A campainha ecoou nas salas do colégio, comunicando o término do período. A debandada foi geral. Os estudantes jogaram cadernos e livros nas pastas e o que se via era algazarra, balbúrdia e correria pelas escadarias e corredores de um tradicional Colégio Estadual construído pela Cooperativa dos Empregados da Viação Férrea.
Antes de ir embora, Aramis resolveu finalizar o exercício de determinantes que havia iniciado há poucos minutos na aula de matemática. Nestas tarefas, enchiam-se folhas e mais folhas até que a diagonal ficasse unitária e os demais membros zerados. Aramis gostava demais de matemática, principalmente daqueles exercícios, e encasquetou que precisava concluir o que começara minutos antes do encerramento da aula. Aluno do último ano do 1 grau, estava despertando uma grande paixão e aptidão pela matemática, paixão que carregou pela vida toda. A equação de Báskara era a sua favorita, as raízes saíam exatas. O teorema de Pitágoras também era por demais interessante.
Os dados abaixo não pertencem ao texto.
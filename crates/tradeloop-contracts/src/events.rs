//! Event protocol
//!
//! All lifecycle and domain notifications flow through one closed enum of
//! event kinds with wire-stable snake_case names. Events are immutable after
//! publication; per-subscriber delivery order equals publication order.

use chrono::{DateTime, Utc};
use serde::{Deserialize, Serialize};
use uuid::Uuid;

use crate::task::CorrelationId;

/// Closed set of event kinds
#[derive(Debug, Clone, Copy, PartialEq, Eq, Hash, Serialize, Deserialize)]
#[serde(rename_all = "snake_case")]
pub enum EventKind {
    // Task lifecycle
    TaskCreated,
    TaskStarted,
    TaskCompleted,
    TaskFailed,
    TaskRetried,

    // Queue control
    QueuePaused,
    QueueResumed,

    // Reliability
    CircuitOpened,
    CircuitClosed,
    RateLimitExceeded,

    // Orchestration
    WorkflowCompleted,

    // Domain
    PortfolioUpdated,
    NewsIngested,
    EarningsIngested,
    RecommendationProduced,

    // Platform
    EmergencyStop,
    DeliveryDropped,
    AlertRaised,
}

impl EventKind {
    pub fn as_str(&self) -> &'static str {
        match self {
            Self::TaskCreated => "task_created",
            Self::TaskStarted => "task_started",
            Self::TaskCompleted => "task_completed",
            Self::TaskFailed => "task_failed",
            Self::TaskRetried => "task_retried",
            Self::QueuePaused => "queue_paused",
            Self::QueueResumed => "queue_resumed",
            Self::CircuitOpened => "circuit_opened",
            Self::CircuitClosed => "circuit_closed",
            Self::RateLimitExceeded => "rate_limit_exceeded",
            Self::WorkflowCompleted => "workflow_completed",
            Self::PortfolioUpdated => "portfolio_updated",
            Self::NewsIngested => "news_ingested",
            Self::EarningsIngested => "earnings_ingested",
            Self::RecommendationProduced => "recommendation_produced",
            Self::EmergencyStop => "emergency_stop",
            Self::DeliveryDropped => "delivery_dropped",
            Self::AlertRaised => "alert_raised",
        }
    }
}

impl std::fmt::Display for EventKind {
    fn fmt(&self, f: &mut std::fmt::Formatter<'_>) -> std::fmt::Result {
        f.write_str(self.as_str())
    }
}

/// Alert severity for `AlertRaised` events
#[derive(
    Debug, Clone, Copy, PartialEq, Eq, PartialOrd, Ord, Hash, Serialize, Deserialize,
)]
#[serde(rename_all = "snake_case")]
pub enum AlertSeverity {
    Info,
    Warning,
    Error,
    Critical,
}

impl std::fmt::Display for AlertSeverity {
    fn fmt(&self, f: &mut std::fmt::Formatter<'_>) -> std::fmt::Result {
        match self {
            Self::Info => f.write_str("info"),
            Self::Warning => f.write_str("warning"),
            Self::Error => f.write_str("error"),
            Self::Critical => f.write_str("critical"),
        }
    }
}

/// An immutable published event
#[derive(Debug, Clone, Serialize, Deserialize)]
pub struct Event {
    /// Unique event identifier (UUID v7, monotonically increasing)
    pub id: Uuid,

    pub kind: EventKind,

    /// Emitting component, e.g. "engine.data_fetcher" or "monitor"
    pub source: String,

    pub timestamp: DateTime<Utc>,

    pub correlation_id: Option<CorrelationId>,

    /// Kind-specific payload
    pub payload: serde_json::Value,
}

impl Event {
    pub fn new(kind: EventKind, source: impl Into<String>, payload: serde_json::Value) -> Self {
        Self {
            id: Uuid::now_v7(),
            kind,
            source: source.into(),
            timestamp: Utc::now(),
            correlation_id: None,
            payload,
        }
    }

    pub fn with_correlation(mut self, correlation_id: CorrelationId) -> Self {
        self.correlation_id = Some(correlation_id);
        self
    }
}
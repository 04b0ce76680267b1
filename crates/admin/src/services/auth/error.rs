//! Authentication error types.

use thiserror::Error;

use crate::db::RepositoryError;

/// Errors that can occur during authentication operations.
#[derive(Debug, Error)]
pub enum AuthError {
    /// Invalid email format.
    #[error("invalid email: {0}")]
    InvalidEmail(#[from] basha_core::EmailError),

    /// No account exists for the email.
    #[error("no account for this email")]
    UserNotFound,

    /// The password did not match.
    #[error("incorrect password")]
    WrongPassword,

    /// Too many sign-in attempts for this email.
    #[error("too many sign-in attempts")]
    TooManyAttempts,

    /// Account already exists.
    #[error("account already exists")]
    UserAlreadyExists,

    /// Password too weak or invalid.
    #[error("password validation failed: {0}")]
    WeakPassword(String),

    /// Repository/database error.
    #[error("database error: {0}")]
    Repository(#[from] RepositoryError),

    /// Password hashing error.
    #[error("password hashing error")]
    PasswordHash,
}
Quando saiu do recinto, não havia mais ninguém nos corredores, uma ou outra professora tagarelando sei lá o quê. O Seu Albino, ferroviário aposentado, trabalhava como porteiro na escola e estava ansioso para ir embora, ele sim seria o último a sair.
- Tchau, Seu Albino. - comentou o aluno.
- Tchau, guri. - respondeu o porteiro.

O final de tarde parecia o mesmo e igual a tantos outros. Havia uma sensação estranha no ar, um pressentimento inquietava aquele aluno. A volta para casa seria diferente. Algo estava prestes a acontecer. E aconteceu.
Era junho de 1972, uma quarta-feira fria e meio acinzentada. O sol estava encoberto e a temperatura baixando drasticamente, prenunciando um inverno rigoroso. As primeiras lâmpadas de mercúrio começavam a acender e as ruas logo estariam desertas.
A cidade silenciava calma e preguiçosamente. Lentamente, Aramis foi caminhando pela calçada em direção a sua casa. Ia distraído, cabisbaixo, pensava em uma garotinha que vira na hora do recreio, lembrava seus cabelos lisos castanhos, caídos sobre os ombros, o sorriso e seu olhar meigo, matreiro a flertar-lhe em retribuição.
Pouco a pouco foi chegando a fome junto com o anoitecer gélido, repentinamente lembrou que sua mãe tinha descascado uma panelada de goiaba, para fazer geléia. Até apressou o passo saboreando, antecipadamente, um café quentinho com pão d’água e goiabada.
Uma latinha de extrato de tomate, no meio do passeio, afeiçoava-se para um chute.
- Afasta da área, Bibiano Pontes! (quarto zagueiro do Internacional de Porto Alegre no início dos anos 70). - exclamou enquanto chutava a lata.
No mesmo instante que a lata é alçada para o meio de rua ouviu um outro ruído vindo do lado de dentro da parede, onde parecia ser o porão da Delegacia de Polícia, mas não era som de lata, era um som surdo, abafado, aterrorizador.
Eram pontapés! Vários pontapés, em algo vivo ou quase vivo, pois mal se ouvia os gemidos.
Embora gurizote e sem entender bem o porquê daquilo tudo, Aramis presenciou “in loco” uma das páginas pretas de nossa história e que compreenderia, posteriormente, os reais motivos de tamanha brutalidade. Foi um vão na parede que permitiu ouvir e ver parcialmente, meio ofuscado pela penumbra do ambiente, um homem vestindo uma camiseta e uma calça jeans. Estava descalço e jogado ao chão com as mãos amarradas às costas. Tinha escoriações pelo rosto e braços, estava ensangüentado, parecia estar meio fora de si. Diante dele dois homens, um gesticulava e falava muito, totalmente irado, o outro era o agressor, um tarefeiro das pancadas. Naquele cubículo, no porão de uma casa centenária, tinha uma pequena cômoda, duas cadeiras, uma luz muito fraca sobre a mesa que deixava enorme as sombras dos homens projetadas nas paredes, pareciam sombras de dois monstros.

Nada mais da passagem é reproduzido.